Google's Gemma 4 family just dropped — and it's a big deal. Open weights, Apache 2.0 license, multimodal, reasoning-capable, and free to use via the Gemini API. But if you're running OpenClaw as your AI assistant gateway, you'll hit a wall: OpenClaw doesn't have Gemma 4 in its built-in model catalog yet.
Here's how I fixed it in under 5 minutes — for both the 31B Dense and the 26B MoE (A4B) variants.
The Problem
After setting google/gemma-4-31b-it as my default model in OpenClaw, running openclaw models list showed:
Model Input Ctx Auth Tags
google/gemma-4-31b-it - - - default,configured,missing
That missing tag means OpenClaw has the model name in config but no metadata — no input types, no context window size, no API protocol. It doesn't know how to talk to it.
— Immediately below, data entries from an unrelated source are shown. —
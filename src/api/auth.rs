use axum::http::{header::AUTHORIZATION, HeaderMap, StatusCode};
use sha2::{Digest, Sha256};
use tracing::debug;

use crate::api::state::ApiTokens;
use crate::secrets::{constant_time_eq, SecretString};

pub const ADMIN_TOKEN_HEADER: &str = "x-tradegate-admin-token";

/// Short, log-safe identifier for a presented token
pub fn token_fingerprint(token: &str) -> String {
    let mut hasher = Sha256::new();
    hasher.update(token.as_bytes());
    let digest = hex::encode(hasher.finalize());
    digest[..12].to_string()
}

fn extract_bearer_token(raw: &str) -> Option<&str> {
    raw.strip_prefix("Bearer ")
        .or_else(|| raw.strip_prefix("bearer "))
        .map(str::trim)
}

fn bearer(headers: &HeaderMap) -> Option<&str> {
    headers
        .get(AUTHORIZATION)
        .and_then(|v| v.to_str().ok())
        .and_then(extract_bearer_token)
}

fn check(
    expected: Option<&SecretString>,
    provided: Option<&str>,
    realm: &str,
) -> std::result::Result<(), (StatusCode, String)> {
    let Some(expected) = expected else {
        return Err((
            StatusCode::SERVICE_UNAVAILABLE,
            format!("{realm} auth is required but no token is configured"),
        ));
    };

    match provided {
        Some(token) if constant_time_eq(token.as_bytes(), expected.expose().as_bytes()) => Ok(()),
        Some(token) => {
            debug!("Rejected {} token {}", realm, token_fingerprint(token));
            Err((
                StatusCode::UNAUTHORIZED,
                format!("{realm} auth failed (invalid token)"),
            ))
        }
        None => Err((
            StatusCode::UNAUTHORIZED,
            format!("{realm} auth failed (missing token)"),
        )),
    }
}

pub fn ensure_admin_authorized(
    headers: &HeaderMap,
    tokens: &ApiTokens,
) -> std::result::Result<(), (StatusCode, String)> {
    let provided = headers
        .get(ADMIN_TOKEN_HEADER)
        .and_then(|v| v.to_str().ok())
        .map(str::trim)
        .or_else(|| bearer(headers));
    check(tokens.admin.as_ref(), provided, "admin")
}

pub fn ensure_webhook_authorized(
    headers: &HeaderMap,
    tokens: &ApiTokens,
) -> std::result::Result<(), (StatusCode, String)> {
    check(tokens.webhook.as_ref(), bearer(headers), "webhook")
}
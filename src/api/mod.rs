pub mod auth;
pub mod handlers;
pub mod routes;
pub mod state;
pub mod types;

pub use routes::create_router;
pub use state::{ApiTokens, AppState};
use std::sync::Arc;

use crate::commission::CommissionIngress;
use crate::config::ApiConfig;
use crate::funds::FundRouter;
use crate::gateway::AccountGateway;
use crate::groups::GroupDirectory;
use crate::secrets::SecretString;
use crate::services::{HealthReporter, SettingsRotator};

/// Bearer tokens accepted by the API, resolved once at startup
#[derive(Clone, Default)]
pub struct ApiTokens {
    pub admin: Option<SecretString>,
    pub webhook: Option<SecretString>,
}

impl ApiTokens {
    /// Read the tokens from the environment variables named in the config
    pub fn from_env(config: &ApiConfig) -> Self {
        Self {
            admin: read_token(&config.admin_token_env),
            webhook: read_token(&config.webhook_token_env),
        }
    }

    pub fn new(admin: Option<&str>, webhook: Option<&str>) -> Self {
        Self {
            admin: admin.map(SecretString::new),
            webhook: webhook.map(SecretString::new),
        }
    }
}

fn read_token(var: &str) -> Option<SecretString> {
    std::env::var(var)
        .ok()
        .map(|v| v.trim().to_string())
        .filter(|v| !v.is_empty())
        .map(SecretString::from)
}

/// Shared application state for API handlers
#[derive(Clone)]
pub struct AppState {
    pub gateway: AccountGateway,
    pub funds: FundRouter,
    pub groups: Arc<GroupDirectory>,
    pub commission: CommissionIngress,
    pub rotator: SettingsRotator,
    pub health: HealthReporter,
    pub tokens: Arc<ApiTokens>,
}
pub mod group_sync;
pub mod health;
pub mod settings;

pub use group_sync::GroupSyncService;
pub use health::{ComponentHealth, HealthReporter, HealthResponse, HealthStatus};
pub use settings::{RotateSettings, SettingsRotator};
Meanwhile, the raw API works fine:
#!/bin/bash
MODEL_ID="gemma-4-31b-it"
curl -X POST \
-H "Content-Type: application/json" \
"https://generativelanguage.googleapis.com/v1beta/models/${MODEL_ID}:streamGenerateContent?key=${GEMINI_API_KEY}" \
-d '{
"contents": [{
"role": "user",
"parts": [{"text": "Hello, what model are you?"}]
}],
"generationConfig": {
"thinkingConfig": { "thinkingLevel": "HIGH" }
},
"tools": [{ "googleSearch": {} }]
}'
Works perfectly. The problem is purely on OpenClaw's side.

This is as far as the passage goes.